This key exchange is **broken**.

For this problem, let $\langle M_{0}\rangle$ denote the algebra generated by $M_{0}$.

Set $Z_{A}=X_{A}^{-1},Z_{B}=X_{B}^{-1}$. Then $M_{A}=P_{A}Z_{A},M_{B}=P_{B}Z_{B}$. In particular,
$S_{B}=P_{B}Z_{B}P_{A}$. 

A pseudo key is a matrix $Z_{B}^{p}$ such that $P_{B}Z_{B}^{p}\in\langle M_{0}\rangle$ and where $S_{B}=P_{B}Z_{B}^{p}P_{A}$. The affine space of all pseudo keys can be computed simply by solving a system of linear equations.

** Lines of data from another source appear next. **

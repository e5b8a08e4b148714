//! Deterministic fixed-point arithmetic (18 decimal places).
//!
//! Every operation returns `Result` and fails on overflow, underflow, or
//! division by zero instead of wrapping or saturating. Products and scaled
//! quotients are computed through 256-bit intermediates so that
//! `u128 × u128 / u128` never loses high bits.
//!
//! ## Rounding
//! - [`mul_round`] / [`div_round`] round to nearest (ties away from zero is
//!   irrelevant here since all values are unsigned; ties round up).
//! - [`mul_div_u128`] truncates, matching pro-rata share semantics where the
//!   remainder is handled explicitly by the caller.

use primitive_types::U256;
use thiserror::Error;

use crate::scalars::FixedPoint;

/// Fixed-point scale: `1.0 == 1e18`.
pub const FP_SCALE: FixedPoint = 1_000_000_000_000_000_000;

/// Default termination threshold for the fractional-power series.
///
/// Terms smaller than this (in [`FP_SCALE`] units, i.e. `1e-10`) are
/// dropped; the truncation error is on the order of the first dropped term.
pub const DEFAULT_POW_PRECISION: FixedPoint = 100_000_000;

/// Hard cap on fractional-power series terms. Bases close to the
/// convergence boundary fail with [`MathError::NonConvergent`] rather than
/// looping unbounded.
const MAX_POW_TERMS: u32 = 256;

/// Arithmetic failure. Every variant names the operation that failed.
#[derive(Debug, Clone, Copy, PartialEq, Eq, Error)]
pub enum MathError {
    #[error("arithmetic overflow in {op}")]
    Overflow { op: &'static str },
    #[error("arithmetic underflow in {op}")]
    Underflow { op: &'static str },
    #[error("division by zero in {op}")]
    DivisionByZero { op: &'static str },
    #[error("power series does not converge for base {base} (fractional exponent requires base < 2.0)")]
    NonConvergent { base: FixedPoint },
}

#[inline]
fn narrow(value: U256, op: &'static str) -> Result<u128, MathError> {
    if value > U256::from(u128::MAX) {
        return Err(MathError::Overflow { op });
    }
    Ok(value.as_u128())
}

/// Checked addition for u128 quantities.
#[inline]
pub fn add_u128(a: u128, b: u128) -> Result<u128, MathError> {
    a.checked_add(b).ok_or(MathError::Overflow { op: "add_u128" })
}

/// Checked subtraction for u128 quantities.
#[inline]
pub fn sub_u128(a: u128, b: u128) -> Result<u128, MathError> {
    a.checked_sub(b)
        .ok_or(MathError::Underflow { op: "sub_u128" })
}

/// `n × mul / div` with a 256-bit intermediate, truncating.
///
/// The workhorse for pro-rata shares: exact product, floor quotient.
pub fn mul_div_u128(n: u128, mul: u128, div: u128) -> Result<u128, MathError> {
    if div == 0 {
        return Err(MathError::DivisionByZero { op: "mul_div_u128" });
    }
    let product = U256::from(n)
        .checked_mul(U256::from(mul))
        .ok_or(MathError::Overflow { op: "mul_div_u128" })?;
    narrow(product / U256::from(div), "mul_div_u128")
}

/// Fixed-point multiply, rounding to nearest.
pub fn mul_round(a: FixedPoint, b: FixedPoint) -> Result<FixedPoint, MathError> {
    let product = U256::from(a)
        .checked_mul(U256::from(b))
        .ok_or(MathError::Overflow { op: "mul_round" })?;
    let scale = U256::from(FP_SCALE);
    let rounded = product
        .checked_add(scale >> 1)
        .ok_or(MathError::Overflow { op: "mul_round" })?
        / scale;
    narrow(rounded, "mul_round")
}

/// Fixed-point divide, rounding to nearest.
pub fn div_round(a: FixedPoint, b: FixedPoint) -> Result<FixedPoint, MathError> {
    if b == 0 {
        return Err(MathError::DivisionByZero { op: "div_round" });
    }
    let scaled = U256::from(a)
        .checked_mul(U256::from(FP_SCALE))
        .ok_or(MathError::Overflow { op: "div_round" })?;
    let rounded = scaled
        .checked_add(U256::from(b >> 1))
        .ok_or(MathError::Overflow { op: "div_round" })?
        / U256::from(b);
    narrow(rounded, "div_round")
}

/// `base ^ exp` for fixed-point base and exponent.
///
/// The integer part of `exp` is computed by repeated squaring; the
/// fractional part by a truncated binomial series with the
/// [`DEFAULT_POW_PRECISION`] threshold. Fractional exponents require
/// `base < 2.0`; integer exponents have no such restriction.
pub fn pow(base: FixedPoint, exp: FixedPoint) -> Result<FixedPoint, MathError> {
    pow_with_precision(base, exp, DEFAULT_POW_PRECISION)
}

/// [`pow`] with an explicit series termination threshold.
///
/// The result is an approximation: terms of the fractional series smaller
/// than `precision` are dropped, so the absolute error is on the order of
/// `precision / FP_SCALE` of the true value.
pub fn pow_with_precision(
    base: FixedPoint,
    exp: FixedPoint,
    precision: FixedPoint,
) -> Result<FixedPoint, MathError> {
    if exp == 0 {
        return Ok(FP_SCALE);
    }
    if base == 0 {
        return Ok(0);
    }
    let whole = exp / FP_SCALE;
    let frac = exp % FP_SCALE;

    let mut result = pow_whole(base, whole)?;
    if frac != 0 {
        result = mul_round(result, pow_frac(base, frac, precision)?)?;
    }
    Ok(result)
}

/// Exponentiation by squaring for a whole-number exponent.
fn pow_whole(base: FixedPoint, mut n: u128) -> Result<FixedPoint, MathError> {
    let mut result = FP_SCALE;
    let mut square = base;
    while n > 0 {
        if n & 1 == 1 {
            result = mul_round(result, square)?;
        }
        n >>= 1;
        if n > 0 {
            square = mul_round(square, square)?;
        }
    }
    Ok(result)
}

/// Magnitude and sign of `a - b` without leaving unsigned space.
#[inline]
const fn signed_diff(a: u128, b: u128) -> (u128, bool) {
    if a >= b {
        (a - b, false)
    } else {
        (b - a, true)
    }
}

/// Binomial expansion of `(1 + x)^r` where `x = base - 1`, `0 < r < 1`.
///
/// Term recurrence: `t_0 = 1`, `t_k = t_{k-1} · x · (r - (k-1)) / k`.
/// Signs are tracked as (magnitude, negative) pairs. Converges only for
/// `|x| < 1`, i.e. `0 < base < 2.0`.
fn pow_frac(
    base: FixedPoint,
    exp: FixedPoint,
    precision: FixedPoint,
) -> Result<FixedPoint, MathError> {
    if base >= 2 * FP_SCALE {
        return Err(MathError::NonConvergent { base });
    }
    let (x_mag, x_neg) = signed_diff(base, FP_SCALE);

    let mut sum = FP_SCALE;
    let mut term_mag = FP_SCALE;
    let mut term_neg = false;
    let mut k: u32 = 1;
    loop {
        let prev = FP_SCALE * (k - 1) as u128;
        let (factor_mag, factor_neg) = signed_diff(exp, prev);
        term_mag = mul_round(term_mag, x_mag)?;
        term_mag = mul_round(term_mag, factor_mag)?;
        term_mag /= k as u128;
        term_neg ^= x_neg ^ factor_neg;

        if term_mag < precision {
            break;
        }
        sum = if term_neg {
            sub_u128(sum, term_mag)?
        } else {
            add_u128(sum, term_mag)?
        };
        k += 1;
        if k > MAX_POW_TERMS {
            return Err(MathError::NonConvergent { base });
        }
    }
    Ok(sum)
}

#[cfg(test)]
mod tests {
    use super::*;

    const ONE: FixedPoint = FP_SCALE;

    #[test]
    fn mul_round_identity_at_scale() {
        assert_eq!(mul_round(123_456_789, ONE).unwrap(), 123_456_789);
        assert_eq!(mul_round(0, ONE).unwrap(), 0);
    }

    #[test]
    fn mul_round_rounds_to_nearest() {
        // 3 × 0.5 = 1.5 → 2, 1 × 0.5 = 0.5 → 1 (ties up), 1 × 0.25 → 0
        assert_eq!(mul_round(3, ONE / 2).unwrap(), 2);
        assert_eq!(mul_round(1, ONE / 2).unwrap(), 1);
        assert_eq!(mul_round(1, ONE / 4).unwrap(), 0);
    }

    #[test]
    fn div_round_rounds_to_nearest() {
        // 1 / 3 = 0.333…, nearest representable
        assert_eq!(div_round(ONE, 3 * ONE).unwrap(), 333_333_333_333_333_333);
        // 2 / 3 = 0.666…7 rounds up
        assert_eq!(
            div_round(2 * ONE, 3 * ONE).unwrap(),
            666_666_666_666_666_667
        );
        assert!(matches!(
            div_round(ONE, 0),
            Err(MathError::DivisionByZero { .. })
        ));
    }

    #[test]
    fn mul_div_truncates() {
        assert_eq!(mul_div_u128(10, 1, 3).unwrap(), 3);
        assert_eq!(mul_div_u128(1000, 250, 1000).unwrap(), 250);
        assert!(matches!(
            mul_div_u128(7, 7, 0),
            Err(MathError::DivisionByZero { .. })
        ));
    }

    #[test]
    fn mul_div_survives_wide_products() {
        // u128 × u128 products that would overflow without widening
        let big = u128::MAX / 2;
        assert_eq!(mul_div_u128(big, 4, 4).unwrap(), big);
        assert!(matches!(
            mul_div_u128(u128::MAX, u128::MAX, 1),
            Err(MathError::Overflow { .. })
        ));
    }

    #[test]
    fn add_sub_report_failures() {
        assert!(matches!(
            add_u128(u128::MAX, 1),
            Err(MathError::Overflow { .. })
        ));
        assert!(matches!(sub_u128(1, 2), Err(MathError::Underflow { .. })));
        assert_eq!(sub_u128(add_u128(7, 5).unwrap(), 5).unwrap(), 7);
    }

    #[test]
    fn pow_endpoint_identities() {
        assert_eq!(pow(5 * ONE, 0).unwrap(), ONE);
        assert_eq!(pow(0, ONE).unwrap(), 0);
        assert_eq!(pow(ONE, 37 * ONE + ONE / 7).unwrap(), ONE);
        assert_eq!(pow(123 * ONE, ONE).unwrap(), 123 * ONE);
    }

    #[test]
    fn pow_whole_exponents_are_exact() {
        assert_eq!(pow(2 * ONE, 2 * ONE).unwrap(), 4 * ONE);
        assert_eq!(pow(2 * ONE, 10 * ONE).unwrap(), 1024 * ONE);
        assert_eq!(pow(3 * ONE, 3 * ONE).unwrap(), 27 * ONE);
    }

    #[test]
    fn pow_matches_known_roots() {
        // sqrt(1.5) = 1.224744871391589049…
        let got = pow(ONE + ONE / 2, ONE / 2).unwrap();
        let want: u128 = 1_224_744_871_391_589_049;
        assert!(got.abs_diff(want) < 10_000_000_000, "got {got}");

        // 1.1^2.5 = 1.269058708…
        let got = pow(1_100_000_000_000_000_000, 2_500_000_000_000_000_000).unwrap();
        let want: u128 = 1_269_058_708_000_000_000;
        assert!(got.abs_diff(want) < 10_000_000_000, "got {got}");
    }

    #[test]
    fn pow_fractional_below_one_base() {
        // 0.25^0.5 = 0.5
        let got = pow(ONE / 4, ONE / 2).unwrap();
        assert!(got.abs_diff(ONE / 2) < 10_000_000_000, "got {got}");
    }

    #[test]
    fn pow_rejects_divergent_base() {
        assert!(matches!(
            pow(2 * ONE, ONE / 2),
            Err(MathError::NonConvergent { .. })
        ));
        assert!(matches!(
            pow(5 * ONE, 3 * ONE + ONE / 2),
            Err(MathError::NonConvergent { .. })
        ));
    }

    #[test]
    fn pow_precision_threshold_is_respected() {
        // sqrt(1.44) = 1.2 exactly; a coarse threshold stops the series
        // earlier and stays within its own documented bound
        let base: u128 = 1_440_000_000_000_000_000;
        let want: u128 = 1_200_000_000_000_000_000;
        let coarse = pow_with_precision(base, ONE / 2, ONE / 1000).unwrap();
        let fine = pow(base, ONE / 2).unwrap();
        assert!(coarse.abs_diff(want) < ONE / 200, "coarse {coarse}");
        assert!(fine.abs_diff(want) < 10_000_000_000, "fine {fine}");
    }

    mod properties {
        use super::*;
        use proptest::prelude::*;

        proptest! {
            #[test]
            fn mul_round_by_one_is_identity(a in 0u128..1_000_000_000_000_000_000_000_000) {
                prop_assert_eq!(mul_round(a, ONE).unwrap(), a);
            }

            #[test]
            fn mul_div_same_divisor_cancels(a in 0u128..u128::MAX / 2, b in 1u128..1_000_000_000) {
                // product is exact in the wide intermediate, so dividing by
                // the multiplier restores the input
                prop_assert_eq!(mul_div_u128(a, b, b).unwrap(), a);
            }

            #[test]
            fn add_then_sub_restores(a in 0u128..u128::MAX / 2, b in 0u128..u128::MAX / 2) {
                prop_assert_eq!(sub_u128(add_u128(a, b).unwrap(), b).unwrap(), a);
            }

            #[test]
            fn pow_exp_one_is_identity(base in 0u128..100_000_000_000_000_000_000_000) {
                prop_assert_eq!(pow(base, ONE).unwrap(), base);
            }

            #[test]
            fn pow_is_monotone_in_the_exponent(
                base in ONE + 1..ONE + ONE / 2,
                exp in 0u128..3 * ONE,
                bump in 1u128..ONE,
            ) {
                // For base > 1 a larger exponent never yields a smaller
                // result (up to the documented series truncation)
                let lo = pow(base, exp).unwrap();
                let hi = pow(base, exp + bump).unwrap();
                prop_assert!(hi + ONE / 1_000_000 >= lo);
            }
        }
    }
}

If $Z_{B}^{p}$ is a pseudo key, then
$$M_{B}M_{A}=P_{B}Z_{B}P_{A}Z_{A}=S_{B}Z_{A}=P_{B}Z_{B}^{p}P_{A}Z_{A}=P_{B}Z_{B}^{p}S_{A},$$ so the secret key $M_{B}M_{A}$ is recoverable from a pseudo key $Z_{B}^{p}$ and the public information $S_{A}$.